Input material START

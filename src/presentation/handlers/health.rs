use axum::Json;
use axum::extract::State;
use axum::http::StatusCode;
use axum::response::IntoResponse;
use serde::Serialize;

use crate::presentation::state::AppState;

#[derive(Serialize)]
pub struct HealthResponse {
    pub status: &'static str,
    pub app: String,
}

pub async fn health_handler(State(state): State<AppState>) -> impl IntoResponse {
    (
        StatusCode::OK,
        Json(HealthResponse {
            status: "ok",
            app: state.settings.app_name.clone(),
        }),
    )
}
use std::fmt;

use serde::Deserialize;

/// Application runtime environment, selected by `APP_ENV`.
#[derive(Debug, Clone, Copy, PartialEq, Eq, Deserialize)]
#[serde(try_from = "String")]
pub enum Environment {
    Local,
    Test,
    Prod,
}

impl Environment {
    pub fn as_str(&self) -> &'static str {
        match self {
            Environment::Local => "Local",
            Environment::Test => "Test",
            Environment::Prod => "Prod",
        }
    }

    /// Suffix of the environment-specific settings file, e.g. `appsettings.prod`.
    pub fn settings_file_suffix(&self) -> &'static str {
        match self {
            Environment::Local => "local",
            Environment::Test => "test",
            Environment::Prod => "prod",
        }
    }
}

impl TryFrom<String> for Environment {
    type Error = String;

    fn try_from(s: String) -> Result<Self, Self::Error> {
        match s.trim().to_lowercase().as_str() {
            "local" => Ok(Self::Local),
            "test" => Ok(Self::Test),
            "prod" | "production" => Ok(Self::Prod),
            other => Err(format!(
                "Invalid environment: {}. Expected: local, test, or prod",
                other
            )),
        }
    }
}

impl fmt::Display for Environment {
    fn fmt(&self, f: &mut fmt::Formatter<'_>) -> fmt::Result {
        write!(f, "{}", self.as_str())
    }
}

Input material END
Input material START

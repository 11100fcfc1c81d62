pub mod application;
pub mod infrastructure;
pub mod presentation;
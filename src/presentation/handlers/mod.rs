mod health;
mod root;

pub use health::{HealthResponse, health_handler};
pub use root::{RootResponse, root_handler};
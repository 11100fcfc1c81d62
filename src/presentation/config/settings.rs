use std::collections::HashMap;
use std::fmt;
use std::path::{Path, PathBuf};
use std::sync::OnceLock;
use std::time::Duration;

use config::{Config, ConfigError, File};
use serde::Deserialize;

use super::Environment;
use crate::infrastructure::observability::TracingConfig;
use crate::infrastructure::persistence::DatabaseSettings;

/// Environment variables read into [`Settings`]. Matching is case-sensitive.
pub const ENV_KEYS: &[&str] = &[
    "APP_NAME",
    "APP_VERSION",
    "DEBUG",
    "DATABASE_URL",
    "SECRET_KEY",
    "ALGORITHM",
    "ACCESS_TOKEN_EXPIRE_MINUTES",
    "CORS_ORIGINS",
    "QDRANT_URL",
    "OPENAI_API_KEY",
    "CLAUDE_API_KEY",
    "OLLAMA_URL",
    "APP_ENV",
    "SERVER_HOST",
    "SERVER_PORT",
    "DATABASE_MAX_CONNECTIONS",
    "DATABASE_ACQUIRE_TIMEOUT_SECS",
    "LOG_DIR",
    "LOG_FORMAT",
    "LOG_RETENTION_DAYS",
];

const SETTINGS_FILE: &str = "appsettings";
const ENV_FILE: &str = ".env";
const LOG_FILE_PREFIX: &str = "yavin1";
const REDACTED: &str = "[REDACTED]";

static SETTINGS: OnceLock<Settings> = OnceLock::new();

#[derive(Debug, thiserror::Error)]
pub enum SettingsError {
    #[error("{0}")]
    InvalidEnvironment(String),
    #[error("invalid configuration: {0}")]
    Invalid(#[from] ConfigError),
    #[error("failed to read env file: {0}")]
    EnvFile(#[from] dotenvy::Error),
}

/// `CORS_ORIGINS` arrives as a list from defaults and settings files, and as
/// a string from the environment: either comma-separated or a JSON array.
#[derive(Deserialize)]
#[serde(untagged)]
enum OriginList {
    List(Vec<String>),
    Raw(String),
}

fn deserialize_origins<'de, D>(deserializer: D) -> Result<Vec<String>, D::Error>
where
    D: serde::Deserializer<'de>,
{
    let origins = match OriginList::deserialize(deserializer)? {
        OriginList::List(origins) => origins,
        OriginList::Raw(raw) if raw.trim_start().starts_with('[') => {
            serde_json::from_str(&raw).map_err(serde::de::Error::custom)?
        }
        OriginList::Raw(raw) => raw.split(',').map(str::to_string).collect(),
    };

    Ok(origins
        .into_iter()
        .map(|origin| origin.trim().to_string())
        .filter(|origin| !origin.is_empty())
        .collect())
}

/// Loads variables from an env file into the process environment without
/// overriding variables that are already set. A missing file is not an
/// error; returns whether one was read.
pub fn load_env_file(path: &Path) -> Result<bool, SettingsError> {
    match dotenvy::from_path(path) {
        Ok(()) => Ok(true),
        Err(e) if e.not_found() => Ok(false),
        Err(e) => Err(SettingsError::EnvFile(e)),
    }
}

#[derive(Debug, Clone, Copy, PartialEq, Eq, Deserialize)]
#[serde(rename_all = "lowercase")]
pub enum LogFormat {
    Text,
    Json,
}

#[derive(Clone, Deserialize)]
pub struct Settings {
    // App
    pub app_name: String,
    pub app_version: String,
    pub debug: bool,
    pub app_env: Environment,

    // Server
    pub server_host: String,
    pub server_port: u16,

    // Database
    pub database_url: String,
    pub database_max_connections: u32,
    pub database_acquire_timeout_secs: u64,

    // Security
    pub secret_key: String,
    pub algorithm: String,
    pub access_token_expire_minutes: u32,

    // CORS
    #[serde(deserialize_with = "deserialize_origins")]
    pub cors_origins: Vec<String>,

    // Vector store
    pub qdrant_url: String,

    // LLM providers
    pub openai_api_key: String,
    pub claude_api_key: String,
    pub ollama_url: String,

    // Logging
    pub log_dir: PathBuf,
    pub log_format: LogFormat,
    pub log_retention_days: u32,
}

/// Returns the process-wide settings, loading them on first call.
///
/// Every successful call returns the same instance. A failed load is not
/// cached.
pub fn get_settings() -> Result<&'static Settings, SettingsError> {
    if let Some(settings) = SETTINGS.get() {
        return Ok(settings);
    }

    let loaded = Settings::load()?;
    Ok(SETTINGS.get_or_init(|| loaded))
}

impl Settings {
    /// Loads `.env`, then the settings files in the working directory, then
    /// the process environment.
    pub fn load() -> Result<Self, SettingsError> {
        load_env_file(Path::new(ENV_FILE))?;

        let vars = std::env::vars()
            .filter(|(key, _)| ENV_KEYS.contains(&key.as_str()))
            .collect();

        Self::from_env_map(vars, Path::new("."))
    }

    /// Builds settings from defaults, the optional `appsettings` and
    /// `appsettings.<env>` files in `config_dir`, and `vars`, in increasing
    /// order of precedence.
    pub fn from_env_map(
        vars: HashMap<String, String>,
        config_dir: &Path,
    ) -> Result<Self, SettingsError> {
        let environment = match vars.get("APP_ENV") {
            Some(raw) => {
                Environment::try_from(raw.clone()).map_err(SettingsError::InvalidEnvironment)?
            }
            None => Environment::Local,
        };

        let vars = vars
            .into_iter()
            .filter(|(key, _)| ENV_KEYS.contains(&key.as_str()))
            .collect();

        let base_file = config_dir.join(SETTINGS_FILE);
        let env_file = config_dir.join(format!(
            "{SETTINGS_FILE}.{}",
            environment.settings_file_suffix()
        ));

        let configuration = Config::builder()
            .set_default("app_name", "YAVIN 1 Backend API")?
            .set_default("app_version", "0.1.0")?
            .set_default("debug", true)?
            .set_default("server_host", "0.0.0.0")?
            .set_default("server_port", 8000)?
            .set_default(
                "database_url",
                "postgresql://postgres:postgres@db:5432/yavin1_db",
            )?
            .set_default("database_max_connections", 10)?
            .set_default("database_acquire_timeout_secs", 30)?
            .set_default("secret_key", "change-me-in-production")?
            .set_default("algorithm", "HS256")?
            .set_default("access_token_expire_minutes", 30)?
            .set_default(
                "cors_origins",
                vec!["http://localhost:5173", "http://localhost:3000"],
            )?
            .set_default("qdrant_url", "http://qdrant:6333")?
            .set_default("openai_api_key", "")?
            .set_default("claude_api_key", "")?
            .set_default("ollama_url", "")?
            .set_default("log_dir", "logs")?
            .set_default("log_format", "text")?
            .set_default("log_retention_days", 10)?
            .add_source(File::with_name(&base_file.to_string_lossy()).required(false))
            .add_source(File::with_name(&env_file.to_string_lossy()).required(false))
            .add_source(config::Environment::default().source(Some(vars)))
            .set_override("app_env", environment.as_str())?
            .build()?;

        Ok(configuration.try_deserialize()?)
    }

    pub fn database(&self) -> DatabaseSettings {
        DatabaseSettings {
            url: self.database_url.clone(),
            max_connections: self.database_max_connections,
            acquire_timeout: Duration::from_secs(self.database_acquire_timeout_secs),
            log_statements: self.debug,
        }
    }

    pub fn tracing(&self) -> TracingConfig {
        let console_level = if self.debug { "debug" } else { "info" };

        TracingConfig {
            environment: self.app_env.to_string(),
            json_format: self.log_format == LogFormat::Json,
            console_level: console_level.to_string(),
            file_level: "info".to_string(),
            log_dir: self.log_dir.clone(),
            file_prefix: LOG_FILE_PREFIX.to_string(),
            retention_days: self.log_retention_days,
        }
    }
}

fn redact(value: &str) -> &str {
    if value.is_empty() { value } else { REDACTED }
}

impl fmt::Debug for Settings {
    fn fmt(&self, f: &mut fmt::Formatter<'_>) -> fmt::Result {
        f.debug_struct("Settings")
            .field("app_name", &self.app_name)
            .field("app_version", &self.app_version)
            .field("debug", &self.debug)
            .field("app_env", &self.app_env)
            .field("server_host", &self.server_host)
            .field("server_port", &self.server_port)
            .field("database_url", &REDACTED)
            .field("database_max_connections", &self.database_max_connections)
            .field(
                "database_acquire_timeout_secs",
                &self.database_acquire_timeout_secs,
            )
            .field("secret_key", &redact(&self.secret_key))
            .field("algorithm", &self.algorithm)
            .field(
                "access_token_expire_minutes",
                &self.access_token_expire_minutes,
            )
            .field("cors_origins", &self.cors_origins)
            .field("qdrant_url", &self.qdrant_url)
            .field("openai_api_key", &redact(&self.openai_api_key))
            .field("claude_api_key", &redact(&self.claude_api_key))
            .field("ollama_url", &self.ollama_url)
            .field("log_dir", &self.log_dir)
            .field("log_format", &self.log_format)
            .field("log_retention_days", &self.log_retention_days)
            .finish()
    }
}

Input material END

What you are asked to do
Wherever the string "crate" appears in the listing above, show the whole line.

Answer for this exercise
use crate::presentation::state::AppState;
use crate::infrastructure::observability::TracingConfig;
use crate::infrastructure::persistence::DatabaseSettings;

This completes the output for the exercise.